§ **Exercise inputs**
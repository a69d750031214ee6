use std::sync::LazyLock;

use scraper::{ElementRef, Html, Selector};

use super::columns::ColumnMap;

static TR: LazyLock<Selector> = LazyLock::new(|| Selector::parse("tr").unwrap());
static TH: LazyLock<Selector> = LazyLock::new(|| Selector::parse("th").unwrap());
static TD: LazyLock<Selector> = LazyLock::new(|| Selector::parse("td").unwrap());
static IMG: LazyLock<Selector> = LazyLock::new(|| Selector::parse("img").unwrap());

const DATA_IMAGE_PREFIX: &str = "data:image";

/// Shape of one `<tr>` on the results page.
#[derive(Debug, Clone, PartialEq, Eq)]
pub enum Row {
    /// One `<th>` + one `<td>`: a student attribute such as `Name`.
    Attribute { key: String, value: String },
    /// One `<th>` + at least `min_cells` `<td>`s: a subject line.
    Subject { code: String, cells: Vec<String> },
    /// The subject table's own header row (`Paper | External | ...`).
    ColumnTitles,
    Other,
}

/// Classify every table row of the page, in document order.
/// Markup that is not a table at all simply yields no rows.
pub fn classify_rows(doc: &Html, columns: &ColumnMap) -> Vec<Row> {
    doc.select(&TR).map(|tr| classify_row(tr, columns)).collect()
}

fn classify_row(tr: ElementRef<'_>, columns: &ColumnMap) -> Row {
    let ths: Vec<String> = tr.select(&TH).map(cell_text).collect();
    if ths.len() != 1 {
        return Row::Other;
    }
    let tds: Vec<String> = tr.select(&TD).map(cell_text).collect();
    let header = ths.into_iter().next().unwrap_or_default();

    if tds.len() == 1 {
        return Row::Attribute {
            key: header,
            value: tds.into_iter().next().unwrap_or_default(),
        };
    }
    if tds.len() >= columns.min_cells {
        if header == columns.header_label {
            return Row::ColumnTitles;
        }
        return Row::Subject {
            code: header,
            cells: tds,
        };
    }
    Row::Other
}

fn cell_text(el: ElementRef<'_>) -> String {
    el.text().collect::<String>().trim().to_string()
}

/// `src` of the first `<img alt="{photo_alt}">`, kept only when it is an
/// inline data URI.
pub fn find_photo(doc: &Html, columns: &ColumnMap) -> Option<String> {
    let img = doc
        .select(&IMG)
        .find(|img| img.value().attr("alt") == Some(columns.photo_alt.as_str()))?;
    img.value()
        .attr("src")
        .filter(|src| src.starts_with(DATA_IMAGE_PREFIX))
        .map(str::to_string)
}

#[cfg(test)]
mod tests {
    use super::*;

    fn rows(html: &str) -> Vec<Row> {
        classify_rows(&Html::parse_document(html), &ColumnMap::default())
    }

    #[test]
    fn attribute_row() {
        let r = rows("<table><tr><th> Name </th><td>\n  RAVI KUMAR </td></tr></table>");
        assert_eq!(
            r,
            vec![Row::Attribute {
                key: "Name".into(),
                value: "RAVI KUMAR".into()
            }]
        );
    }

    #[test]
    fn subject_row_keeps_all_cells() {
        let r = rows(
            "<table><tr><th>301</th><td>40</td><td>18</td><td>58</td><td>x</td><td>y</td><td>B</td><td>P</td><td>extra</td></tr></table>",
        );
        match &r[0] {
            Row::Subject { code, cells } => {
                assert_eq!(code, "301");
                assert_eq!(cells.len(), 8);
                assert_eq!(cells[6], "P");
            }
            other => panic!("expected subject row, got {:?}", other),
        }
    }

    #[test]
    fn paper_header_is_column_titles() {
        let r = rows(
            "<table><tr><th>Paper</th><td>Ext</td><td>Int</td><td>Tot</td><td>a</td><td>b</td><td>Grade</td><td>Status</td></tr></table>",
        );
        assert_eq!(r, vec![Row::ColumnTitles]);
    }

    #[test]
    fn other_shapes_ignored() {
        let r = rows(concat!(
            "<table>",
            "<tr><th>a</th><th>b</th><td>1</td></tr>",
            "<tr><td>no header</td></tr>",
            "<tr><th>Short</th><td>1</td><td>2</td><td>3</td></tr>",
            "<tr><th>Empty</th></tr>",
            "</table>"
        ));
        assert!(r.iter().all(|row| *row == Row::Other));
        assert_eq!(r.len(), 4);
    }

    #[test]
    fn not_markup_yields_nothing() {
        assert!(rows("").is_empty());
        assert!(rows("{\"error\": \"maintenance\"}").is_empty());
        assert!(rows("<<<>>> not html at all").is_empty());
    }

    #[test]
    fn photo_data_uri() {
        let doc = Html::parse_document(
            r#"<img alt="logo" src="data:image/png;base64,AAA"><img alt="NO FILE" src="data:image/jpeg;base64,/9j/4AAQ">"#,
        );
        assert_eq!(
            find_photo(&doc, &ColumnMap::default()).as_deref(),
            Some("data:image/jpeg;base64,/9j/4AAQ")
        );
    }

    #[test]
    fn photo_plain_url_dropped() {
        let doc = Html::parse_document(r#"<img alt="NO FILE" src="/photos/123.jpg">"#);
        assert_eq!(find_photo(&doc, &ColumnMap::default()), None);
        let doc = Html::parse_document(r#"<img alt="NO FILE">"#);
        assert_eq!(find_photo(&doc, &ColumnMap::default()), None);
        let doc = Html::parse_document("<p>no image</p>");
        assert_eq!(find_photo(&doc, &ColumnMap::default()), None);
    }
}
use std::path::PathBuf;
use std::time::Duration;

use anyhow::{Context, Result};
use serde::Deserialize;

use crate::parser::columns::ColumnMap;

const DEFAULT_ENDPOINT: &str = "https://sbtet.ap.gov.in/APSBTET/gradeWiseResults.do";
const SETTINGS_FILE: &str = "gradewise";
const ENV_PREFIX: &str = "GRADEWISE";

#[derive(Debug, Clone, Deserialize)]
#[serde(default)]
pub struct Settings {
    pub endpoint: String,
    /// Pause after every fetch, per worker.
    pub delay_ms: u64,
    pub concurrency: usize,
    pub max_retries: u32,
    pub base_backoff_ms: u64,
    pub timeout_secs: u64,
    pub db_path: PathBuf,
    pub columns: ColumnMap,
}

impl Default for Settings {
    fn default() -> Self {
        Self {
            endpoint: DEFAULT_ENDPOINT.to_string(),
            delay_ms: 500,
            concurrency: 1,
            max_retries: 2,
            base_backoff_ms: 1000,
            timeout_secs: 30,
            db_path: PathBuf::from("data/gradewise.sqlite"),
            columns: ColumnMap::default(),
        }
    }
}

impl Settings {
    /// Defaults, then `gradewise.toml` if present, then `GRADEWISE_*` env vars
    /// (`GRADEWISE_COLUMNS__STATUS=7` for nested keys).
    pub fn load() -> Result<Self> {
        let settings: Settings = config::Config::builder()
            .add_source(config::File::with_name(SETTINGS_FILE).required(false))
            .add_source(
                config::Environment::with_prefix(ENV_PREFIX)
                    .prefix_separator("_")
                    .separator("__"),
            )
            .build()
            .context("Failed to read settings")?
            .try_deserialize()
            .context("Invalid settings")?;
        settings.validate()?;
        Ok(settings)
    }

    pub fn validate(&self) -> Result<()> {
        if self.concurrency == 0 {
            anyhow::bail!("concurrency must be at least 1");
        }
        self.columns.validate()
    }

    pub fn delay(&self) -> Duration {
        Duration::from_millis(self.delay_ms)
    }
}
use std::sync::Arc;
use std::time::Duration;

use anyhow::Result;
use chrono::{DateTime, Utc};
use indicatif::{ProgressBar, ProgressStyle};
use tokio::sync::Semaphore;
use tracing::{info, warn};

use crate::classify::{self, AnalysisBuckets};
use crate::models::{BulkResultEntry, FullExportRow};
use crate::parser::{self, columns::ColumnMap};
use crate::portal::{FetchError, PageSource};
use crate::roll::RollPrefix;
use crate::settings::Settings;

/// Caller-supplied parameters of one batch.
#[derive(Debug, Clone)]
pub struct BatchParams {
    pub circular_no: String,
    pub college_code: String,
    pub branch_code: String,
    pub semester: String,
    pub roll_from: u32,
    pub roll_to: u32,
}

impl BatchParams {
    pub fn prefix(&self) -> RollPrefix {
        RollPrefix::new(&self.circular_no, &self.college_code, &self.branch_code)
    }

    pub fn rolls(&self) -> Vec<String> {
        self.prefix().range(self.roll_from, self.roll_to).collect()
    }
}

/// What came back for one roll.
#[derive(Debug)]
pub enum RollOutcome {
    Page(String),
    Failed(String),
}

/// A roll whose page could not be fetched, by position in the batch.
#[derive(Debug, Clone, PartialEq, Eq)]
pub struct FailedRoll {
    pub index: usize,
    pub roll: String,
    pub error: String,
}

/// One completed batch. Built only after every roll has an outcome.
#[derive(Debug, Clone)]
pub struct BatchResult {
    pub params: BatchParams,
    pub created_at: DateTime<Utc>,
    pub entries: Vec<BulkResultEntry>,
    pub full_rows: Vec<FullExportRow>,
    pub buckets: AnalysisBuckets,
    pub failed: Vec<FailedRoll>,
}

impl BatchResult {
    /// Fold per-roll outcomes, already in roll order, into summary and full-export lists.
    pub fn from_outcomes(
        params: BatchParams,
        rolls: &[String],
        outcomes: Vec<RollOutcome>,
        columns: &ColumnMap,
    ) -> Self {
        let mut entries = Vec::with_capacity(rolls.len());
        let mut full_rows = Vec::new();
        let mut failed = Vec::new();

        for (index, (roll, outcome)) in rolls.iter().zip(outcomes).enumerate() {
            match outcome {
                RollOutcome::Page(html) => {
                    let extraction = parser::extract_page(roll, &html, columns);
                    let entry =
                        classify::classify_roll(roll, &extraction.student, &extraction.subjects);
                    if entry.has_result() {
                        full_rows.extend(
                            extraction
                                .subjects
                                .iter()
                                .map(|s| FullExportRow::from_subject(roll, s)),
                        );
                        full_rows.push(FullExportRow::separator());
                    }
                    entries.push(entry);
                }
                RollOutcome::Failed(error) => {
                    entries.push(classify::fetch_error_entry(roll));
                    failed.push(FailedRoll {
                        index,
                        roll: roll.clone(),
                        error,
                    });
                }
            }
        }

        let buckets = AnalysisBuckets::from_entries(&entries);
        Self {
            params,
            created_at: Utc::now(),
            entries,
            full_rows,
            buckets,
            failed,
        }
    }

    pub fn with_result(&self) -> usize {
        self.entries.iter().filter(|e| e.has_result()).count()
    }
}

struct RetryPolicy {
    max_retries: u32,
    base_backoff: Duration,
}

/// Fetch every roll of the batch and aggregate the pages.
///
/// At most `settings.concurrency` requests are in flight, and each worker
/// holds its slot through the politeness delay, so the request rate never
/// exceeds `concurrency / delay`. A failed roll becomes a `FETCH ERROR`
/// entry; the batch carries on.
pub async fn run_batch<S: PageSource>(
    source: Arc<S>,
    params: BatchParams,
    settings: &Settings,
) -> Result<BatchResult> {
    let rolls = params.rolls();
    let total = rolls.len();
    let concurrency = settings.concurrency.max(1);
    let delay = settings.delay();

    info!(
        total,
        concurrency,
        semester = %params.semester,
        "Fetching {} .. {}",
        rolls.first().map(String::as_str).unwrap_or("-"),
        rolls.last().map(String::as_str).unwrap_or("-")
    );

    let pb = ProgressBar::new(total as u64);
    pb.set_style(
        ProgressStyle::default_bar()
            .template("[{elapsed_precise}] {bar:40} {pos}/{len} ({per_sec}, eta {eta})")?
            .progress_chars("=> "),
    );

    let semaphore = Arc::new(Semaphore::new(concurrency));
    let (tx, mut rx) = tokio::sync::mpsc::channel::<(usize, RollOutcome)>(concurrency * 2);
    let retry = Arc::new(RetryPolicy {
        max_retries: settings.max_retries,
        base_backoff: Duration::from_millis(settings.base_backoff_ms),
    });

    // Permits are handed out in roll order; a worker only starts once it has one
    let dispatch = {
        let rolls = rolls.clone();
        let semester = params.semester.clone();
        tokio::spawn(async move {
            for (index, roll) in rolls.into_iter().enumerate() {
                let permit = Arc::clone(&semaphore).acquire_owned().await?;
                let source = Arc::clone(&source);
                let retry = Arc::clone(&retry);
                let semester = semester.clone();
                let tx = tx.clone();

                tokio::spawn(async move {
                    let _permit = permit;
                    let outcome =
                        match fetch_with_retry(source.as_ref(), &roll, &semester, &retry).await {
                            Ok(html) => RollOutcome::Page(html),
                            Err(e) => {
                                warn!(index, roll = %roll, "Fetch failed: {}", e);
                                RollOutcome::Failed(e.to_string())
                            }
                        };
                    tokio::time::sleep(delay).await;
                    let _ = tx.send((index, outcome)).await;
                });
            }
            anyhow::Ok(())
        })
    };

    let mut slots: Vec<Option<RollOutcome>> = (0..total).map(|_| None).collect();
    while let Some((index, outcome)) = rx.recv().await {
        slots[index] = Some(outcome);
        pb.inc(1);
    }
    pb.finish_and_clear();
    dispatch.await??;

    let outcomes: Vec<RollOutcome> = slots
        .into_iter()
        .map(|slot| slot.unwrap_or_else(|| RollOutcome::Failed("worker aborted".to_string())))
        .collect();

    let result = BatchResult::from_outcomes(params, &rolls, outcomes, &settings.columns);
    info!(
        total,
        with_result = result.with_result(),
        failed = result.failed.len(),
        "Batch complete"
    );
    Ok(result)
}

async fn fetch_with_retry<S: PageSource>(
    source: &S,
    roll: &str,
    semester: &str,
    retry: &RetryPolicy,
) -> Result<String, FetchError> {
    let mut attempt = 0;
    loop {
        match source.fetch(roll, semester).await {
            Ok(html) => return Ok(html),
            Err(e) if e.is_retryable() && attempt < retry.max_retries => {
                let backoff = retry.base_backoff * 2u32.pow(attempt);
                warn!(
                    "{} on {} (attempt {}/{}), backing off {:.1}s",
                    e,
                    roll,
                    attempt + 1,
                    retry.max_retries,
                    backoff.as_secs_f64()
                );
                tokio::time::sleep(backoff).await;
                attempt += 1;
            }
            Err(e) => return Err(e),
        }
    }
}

§ **Required work**
Lines containing the word "subjects": copy each of them from the material.

§ **Reply to the task**
                        classify::classify_roll(roll, &extraction.student, &extraction.subjects);
                                .subjects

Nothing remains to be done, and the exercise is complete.